Death of the CD may change how we listen to music

No more blood beneath the fingernails, skin sliced from trying too eagerly to open that shrink-wrapped jewel pack.

No more Nickelback beer coasters.

No more CDs.

Billboard reported last week that Best Buy will stop selling CDs come July and that Target is looking to break from the industry norm in how it sells CDs — the retail giant doesn’t want to pay for them unless consumers buy them first, as opposed to purchasing shipments up front.

This is hardly a shocking development — we’ve been steadily progressing toward the increased digital consumption of music.

I parted with my CD collection nearly a decade ago, though it was once a source of considerable music geek pride, having grown to nearly 6,000 discs.

Still, the CD helped transform the way we listened to music once upon a time, and though it may be a tad premature at this point, the format deserves a proper send-off.

Requiem for the compact disc

Back in the day, buying a CD was an investment. Fifteen bucks a pop was nothing to snivel at — nowadays a subscription to Spotify is only a few dollars more per month for pretty much unlimited music.

And so when you bought a new disc, you lived with it, you gave it time, you wanted to like it.

This had its benefits: As with the best and boldest art in any medium, it can take time for something different or challenging to sink in.

Not all albums reveal their depth or ingenuity on the first few spins.

Some of my favorite CDs are records that I didn’t truly get at first — I’ll cite the Jesus Lizard’s “Down” as one of 101 examples — but in hindsight, I’m glad I stuck with them, and I wonder how my tastes in music would have developed in an environment with millions and millions of records at my fingertips.

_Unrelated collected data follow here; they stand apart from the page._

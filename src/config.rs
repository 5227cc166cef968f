//! Application configuration loaded from environment variables.

use std::env;
use std::path::PathBuf;

/// Application configuration, loaded once at startup.
#[derive(Debug, Clone)]
pub struct Config {
    /// SQLite database file (`:memory:` for a private in-memory database)
    pub database_path: PathBuf,
    /// Server port
    pub port: u16,
    /// Frontend URL allowed by CORS
    pub frontend_url: String,
}

pub const DEFAULT_DATABASE_PATH: &str = "activity_tracker.db";
pub const IN_MEMORY: &str = ":memory:";

impl Default for Config {
    /// Default config for testing only.
    fn default() -> Self {
        Self {
            database_path: PathBuf::from(IN_MEMORY),
            port: 8080,
            frontend_url: "http://localhost:5173".to_string(),
        }
    }
}

impl Config {
    /// Load configuration from environment variables.
    ///
    /// A `.env` file in the working directory is read first if present.
    pub fn from_env() -> Result<Self, ConfigError> {
        dotenvy::dotenv().ok(); // Load .env file if present

        let port = match env::var("PORT") {
            Ok(value) => value
                .trim()
                .parse()
                .map_err(|_| ConfigError::Invalid("PORT", value))?,
            Err(_) => 8080,
        };

        Ok(Self {
            database_path: env::var("DATABASE_PATH")
                .map(PathBuf::from)
                .unwrap_or_else(|_| PathBuf::from(DEFAULT_DATABASE_PATH)),
            port,
            frontend_url: env::var("FRONTEND_URL")
                .unwrap_or_else(|_| "http://localhost:5173".to_string()),
        })
    }

    pub fn uses_in_memory_db(&self) -> bool {
        self.database_path.as_os_str() == IN_MEMORY
    }
}

/// Configuration errors
#[derive(Debug, thiserror::Error)]
pub enum ConfigError {
    #[error("Invalid value for environment variable {0}: {1:?}")]
    Invalid(&'static str, String),
}

#[cfg(test)]
mod tests {
    use super::*;

    #[test]
    fn test_config_from_env() {
        env::remove_var("DATABASE_PATH");
        env::remove_var("FRONTEND_URL");
        env::remove_var("PORT");

        let config = Config::from_env().expect("Config should load");
        assert_eq!(config.database_path, PathBuf::from("activity_tracker.db"));
        assert_eq!(config.port, 8080);
        assert!(!config.uses_in_memory_db());

        env::set_var("PORT", "9000");
        env::set_var("DATABASE_PATH", "/tmp/runs.db");
        let config = Config::from_env().expect("Config should load");
        assert_eq!(config.port, 9000);
        assert_eq!(config.database_path, PathBuf::from("/tmp/runs.db"));

        env::set_var("PORT", "eighty");
        let err = Config::from_env().unwrap_err();
        assert!(err.to_string().contains("PORT"));

        env::remove_var("PORT");
        env::remove_var("DATABASE_PATH");
    }

    #[test]
    fn test_default_is_in_memory() {
        assert!(Config::default().uses_in_memory_db());
    }
}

Now, if you cue up a new album on Spotify and don’t immediately like it, no biggie. You just move on to the next record. There’s so much to discover, why linger on something that doesn’t resonate?

But when you spent $15 on a CD, there was a real cost to just tossing it aside or getting a fraction of your money back by pawning it off at the used CD store.

There was an impetus to stick with it until you were totally sure it wasn’t your thing.

There was also more of a tendency to take an album in as a whole, as with records or cassettes. Sure, you could skip around from tune to tune more easily than was possible in those other formats, but still, a CD was a singular musical statement from start to finish and was meant to be consumed as such.

Music streaming applications have scrambled this rubric via playlists and “album radio” functions where tracks from different artists and records intermingle.

That’s not to suggest this is a good or bad development — there’s no qualitative dimension to any of this — but it’s a potentially profound shift in the way we digest music. It will be interesting to see how this impacts both artists and listeners moving forward, especially younger generations who may never have purchased music in any physical form.

The CD, then, looks like it could be the last chapter in the story of recorded music as a physical entity — notwithstanding an ongoing niche market for vinyl records and a minor cassette resurgence in recent years.

Guess it’s time to turn the page.

Skip.

Guess it’s time to turn the page.

Skip.

Guess it’s time to turn the page.

Related

Best Buy plans to pull CDs from stores by July

Contact Jason Bracelin at jbracelin@reviewjournal.com or 702-383-0476. Follow @JasonBracelin on Twitter.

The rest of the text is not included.